Years ago in Hong Kong, when my hair was still black (indeed, the timeline of my life is defined by my stages of hair evolution), I attended a gala with a capital G in an updo (an updo), dark lipstick, floral silk pants. The latter part of the evening boasted an art auction in the name of AIDS research (noble, indeed – donate here). The likes of Uma Thurman, Michelle Rodriquez and Tracey Emin stood before a room of well-coifed, well-postured folk to rally dollars and more dollars. Let me preface the following by saying that I don’t often get starstruck – at least not in the realm of your Victoria Beckhams, your Lang Langs, et cetera. I did once quietly lose my shit about neurosurgeon Charles Teo being in my HIIT gym class back in Sydney. But on the most part, celebrity is a stressful concept to me, as I’m sure it is to the celebrities themselves, so I keep my distance.
And yet, here was Tracey Emin, a stoic vision on a conference hall stage in steamy Hong Kong. Tracey fucking Emin, standing beside one of her neon sculptures. You know the ones. It said something about the things we do for love or “love” in her slanted scrawl, as they usually do. But most of the room didn’t know that. Because most of the room was either drunk or didn’t know what Tracey Emin looked like. I’ll come and install it myself, declared Tracey Emin as the bidding stalled. How could people not be clamouring for Tracey Emin’s work? I’ll add a name, declared Tracey Emin. Whatever name you want. “The things we do for the love of [insert name here]”. And I’ll come and install it myself.
Of the two times in my life that I remember wishing I could time-travel forward to some Future Time where I would presumably have more money, and bring it back to buy something that would reap far greater value and “value” at said Future Time, this was one of them. The other time was a Dion Lee blazer from Spring/Summer 2009 with cutout elbows. It was $150 and I was 16. I’ve told Dion since. He laughed and said he never wanted to see that blazer again. Fair enough.
Meanwhile, back in Hong Kong, Tracey Emin’s work went for a figure that did not do it justice and Adrien Brody’s painting of a red dragon fetched four times the price. It’s Adrien Brody! A girl at my table whispered urgently and waved a diamond finger at the stage where Adrien Brody stood with his painting of a red dragon. I turned to the designer to my left. He’s not even going to install it himself! The designer shrugged. It’s Adrien Brody, he said.
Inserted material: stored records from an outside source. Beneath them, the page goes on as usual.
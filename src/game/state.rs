// GameSession is the tile state of one room: the bag, both racks and both boards.
// It is loaded, mutated and saved as a unit inside the room's lock, so every
// method here either applies fully or returns an error with nothing changed.

use chrono::{DateTime, Utc};
use serde::{Deserialize, Serialize};
use std::collections::BTreeMap;

use super::bag::Bag;
use super::board::{BoardState, BoundsPolicy, ExpandDirection, GridBounds, Placement};
use super::errors::GameError;
use super::rack::RackState;
use super::tiles::{resolve_face, PlayerId, Tile, TileSeq};
use super::words::{extract, Word};

/// Tiles dealt to each player when the game starts
pub const INITIAL_RACK_SIZE: usize = 6;

/// Tiles drained from the bag by one mixmo
pub const MIXMO_TILE_COUNT: usize = 4;

/// A rack slot joined with its tile
#[derive(Debug, Clone, PartialEq, Eq, Serialize, Deserialize)]
pub struct RackTile {
    pub idx: u32,
    pub seq: TileSeq,
    pub letter: char,
    pub is_joker: bool,
}

/// A board cell joined with its tile
#[derive(Debug, Clone, PartialEq, Eq, Serialize, Deserialize)]
pub struct BoardTile {
    pub seq: TileSeq,
    pub letter: char,
    pub is_joker: bool,
    pub as_letter: char,
    pub x: i32,
    pub y: i32,
    pub locked: bool,
}

#[derive(Debug, Clone, PartialEq, Serialize, Deserialize)]
pub struct GameSession {
    room_id: String,
    players: Vec<PlayerId>,
    bag: Bag,
    racks: RackState,
    boards: BoardState,
    created_at: DateTime<Utc>,
}

impl GameSession {
    /// Builds the room's bag and deals the opening racks, one tile at a time,
    /// player by player in seat order.
    pub fn start(
        room_id: &str,
        players: &[PlayerId],
        policy: BoundsPolicy,
        now: DateTime<Utc>,
    ) -> Result<Self, GameError> {
        Self::start_with_bag(room_id, players, policy, Bag::create(room_id), now)
    }

    /// Same as [`GameSession::start`] but with a prepared bag
    pub fn start_with_bag(
        room_id: &str,
        players: &[PlayerId],
        policy: BoundsPolicy,
        bag: Bag,
        now: DateTime<Utc>,
    ) -> Result<Self, GameError> {
        if players.len() != 2 {
            return Err(GameError::InvalidStartPrecondition(format!(
                "exactly 2 players are required, found {}",
                players.len()
            )));
        }
        if players[0] == players[1] {
            return Err(GameError::InvalidStartPrecondition(
                "players must be distinct".to_string(),
            ));
        }

        let mut session = Self {
            room_id: room_id.to_string(),
            players: players.to_vec(),
            bag,
            racks: RackState::new(),
            boards: BoardState::new(policy),
            created_at: now,
        };

        for player in players {
            for _ in 0..INITIAL_RACK_SIZE {
                let tile = session.bag.draw(1, player, now)?;
                let seqs: Vec<TileSeq> = tile.iter().map(|t| t.seq).collect();
                session.racks.draw(player, &seqs);
            }
        }

        Ok(session)
    }

    pub fn room_id(&self) -> &str {
        &self.room_id
    }

    pub fn players(&self) -> &[PlayerId] {
        &self.players
    }

    pub fn created_at(&self) -> DateTime<Utc> {
        self.created_at
    }

    pub fn bag(&self) -> &Bag {
        &self.bag
    }

    pub fn policy(&self) -> BoundsPolicy {
        self.boards.policy()
    }

    pub fn bag_count(&self) -> usize {
        self.bag.remaining_count()
    }

    pub fn ensure_player(&self, player_id: &str) -> Result<(), GameError> {
        if self.players.iter().any(|p| p == player_id) {
            Ok(())
        } else {
            Err(GameError::NotInRoom)
        }
    }

    pub fn opponent_of(&self, player_id: &str) -> Result<&PlayerId, GameError> {
        self.ensure_player(player_id)?;
        self.players
            .iter()
            .find(|p| p.as_str() != player_id)
            .ok_or(GameError::WrongPlayerCount {
                count: self.players.len(),
            })
    }

    /// Moves a tile from the player's rack onto their board
    pub fn place_tile(
        &mut self,
        player_id: &str,
        seq: TileSeq,
        x: i32,
        y: i32,
        as_letter: Option<&str>,
    ) -> Result<Placement, GameError> {
        self.ensure_player(player_id)?;
        let tile = self.tile(seq)?;

        if let Some(existing) = self.boards.entry(player_id, seq) {
            if existing.x == x && existing.y == y {
                return Ok(Placement::Unchanged);
            }
        }
        if !self.racks.contains(player_id, seq) {
            return Err(GameError::NotInRack { seq });
        }

        let face = resolve_face(&tile, as_letter)?;
        let placement = self.boards.place(player_id, seq, x, y, face)?;
        self.racks.remove(player_id, seq)?;
        Ok(placement)
    }

    pub fn move_tile(
        &mut self,
        player_id: &str,
        seq: TileSeq,
        x: i32,
        y: i32,
    ) -> Result<Placement, GameError> {
        self.ensure_player(player_id)?;
        self.boards.move_tile(player_id, seq, x, y)
    }

    /// Sends one unlocked board tile back to the end of the player's rack
    pub fn return_tile(&mut self, player_id: &str, seq: TileSeq) -> Result<u32, GameError> {
        self.ensure_player(player_id)?;
        let entry = self.boards.take(player_id, seq)?;
        let assigned = self.racks.draw(player_id, &[entry.tile_seq]);
        Ok(assigned[0])
    }

    /// Sends every unlocked board tile back to the rack, keeping placement order
    pub fn recall_tiles(&mut self, player_id: &str) -> Result<Vec<TileSeq>, GameError> {
        self.ensure_player(player_id)?;
        let recalled = self.boards.recall(player_id);
        self.racks.draw(player_id, &recalled);
        Ok(recalled)
    }

    pub fn lock_tile(&mut self, player_id: &str, seq: TileSeq) -> Result<(), GameError> {
        self.ensure_player(player_id)?;
        self.boards.lock(player_id, seq)
    }

    pub fn expand_grid(
        &mut self,
        player_id: &str,
        direction: ExpandDirection,
    ) -> Result<GridBounds, GameError> {
        self.ensure_player(player_id)?;
        self.boards.expand(player_id, direction)
    }

    /// Draws the next tiles straight into racks, `per_player` pairs of
    /// (player, count) served in order. Nothing changes if the bag runs short.
    pub fn deal(
        &mut self,
        per_player: &[(PlayerId, usize)],
        drawn_by: &str,
        now: DateTime<Utc>,
    ) -> Result<Vec<(PlayerId, Vec<TileSeq>)>, GameError> {
        let total: usize = per_player.iter().map(|(_, count)| count).sum();
        let tiles = self.bag.withdraw(total)?;
        let seqs: Vec<TileSeq> = tiles.iter().map(|t| t.seq).collect();
        self.bag.mark_drawn(&seqs, drawn_by, now)?;

        let mut dealt = Vec::with_capacity(per_player.len());
        let mut cursor = 0;
        for (player, count) in per_player {
            let share = seqs[cursor..cursor + count].to_vec();
            self.racks.draw(player, &share);
            dealt.push((player.clone(), share));
            cursor += count;
        }
        Ok(dealt)
    }

    pub fn rack(&self, player_id: &str) -> Vec<RackTile> {
        self.racks
            .snapshot(player_id)
            .into_iter()
            .filter_map(|entry| {
                let tile = self.bag.tile(entry.tile_seq)?;
                Some(RackTile {
                    idx: entry.idx,
                    seq: tile.seq,
                    letter: tile.letter,
                    is_joker: tile.is_joker(),
                })
            })
            .collect()
    }

    pub fn board(&self, player_id: &str) -> Vec<BoardTile> {
        self.boards
            .snapshot(player_id)
            .into_iter()
            .filter_map(|entry| {
                let tile = self.bag.tile(entry.tile_seq)?;
                Some(BoardTile {
                    seq: tile.seq,
                    letter: tile.letter,
                    is_joker: tile.is_joker(),
                    as_letter: entry.as_letter,
                    x: entry.x,
                    y: entry.y,
                    locked: entry.locked,
                })
            })
            .collect()
    }

    pub fn bounds(&self, player_id: &str) -> GridBounds {
        self.boards.bounds(player_id)
    }

    pub fn rack_count(&self, player_id: &str) -> usize {
        self.racks.count(player_id)
    }

    pub fn board_count(&self, player_id: &str) -> usize {
        self.boards.count(player_id)
    }

    pub fn words(&self, player_id: &str) -> Vec<Word> {
        extract(&self.boards.letters(player_id))
    }

    pub fn mixmo_enabled(&self, player_id: &str) -> bool {
        self.racks.is_empty_for(player_id) && self.bag_count() >= MIXMO_TILE_COUNT
    }

    /// True once the player has nothing left to play and the bag can no
    /// longer feed another mixmo.
    pub fn is_finished_by(&self, player_id: &str) -> bool {
        self.racks.is_empty_for(player_id) && self.bag_count() < MIXMO_TILE_COUNT
    }

    /// Checks that every drawn tile sits in exactly one rack or board of the
    /// player who holds it and that undrawn tiles are nowhere.
    pub fn check_tile_conservation(&self) -> Result<(), String> {
        let mut holders: BTreeMap<TileSeq, usize> = BTreeMap::new();
        for player in &self.players {
            for tile in self.racks.snapshot(player) {
                *holders.entry(tile.tile_seq).or_default() += 1;
            }
            for tile in self.boards.snapshot(player) {
                *holders.entry(tile.tile_seq).or_default() += 1;
            }
        }

        for entry in self.bag.entries() {
            let held = holders.get(&entry.tile.seq).copied().unwrap_or(0);
            match (entry.is_drawn(), held) {
                (true, 1) | (false, 0) => {}
                (drawn, held) => {
                    return Err(format!(
                        "tile {} drawn={} is held {} times",
                        entry.tile.seq, drawn, held
                    ))
                }
            }
        }
        Ok(())
    }

    fn tile(&self, seq: TileSeq) -> Result<Tile, GameError> {
        self.bag
            .tile(seq)
            .copied()
            .ok_or(GameError::TileNotFound { seq })
    }
}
No shade to Adrien Brody, though. You know how I feel about a Chopin Nocturne and a certain Luca Changretta.
The following year, I sat between a fine art dealer and a drag queen at a birthday dinner in Paris. The room had criminally high ceilings and the conversation drifted back to Hong Kong and the stunning aforementioned.
I do want to believe that The Work can still Speak For Itself, I said.
The art dealer started laughing before I’d even finished saying “Speak For Itself”. Most people won’t even look at The Work Itself, said the art dealer. It’s all in The Marketing.
The drag queen nodded solemnly. Her hair was bleach blonde and way better than I could ever dream of my hair looking bleach blonde. It’s all in The Marketing, honey, said the drag queen, gesturing broadly at everything – the criminally high ceilings, the birthday dinner, the phone with her Instagram profile pulled up, the hair (the hair).
She later told me it was a wig.
I was ok with it.
Two years on, I wrote this short film as a tonal test for another short that I’d like to shoot as a feature. How Do You Like Your Eggs? to those who want to believe that The Work can still Speak For Itself. How Do You Like Your Eggs? to the artists who remain unreachable and untouchable and let third-party gatekeepers Speak for The Work. Has the way we see The Work changed? Or has the nature of The Work Itself changed?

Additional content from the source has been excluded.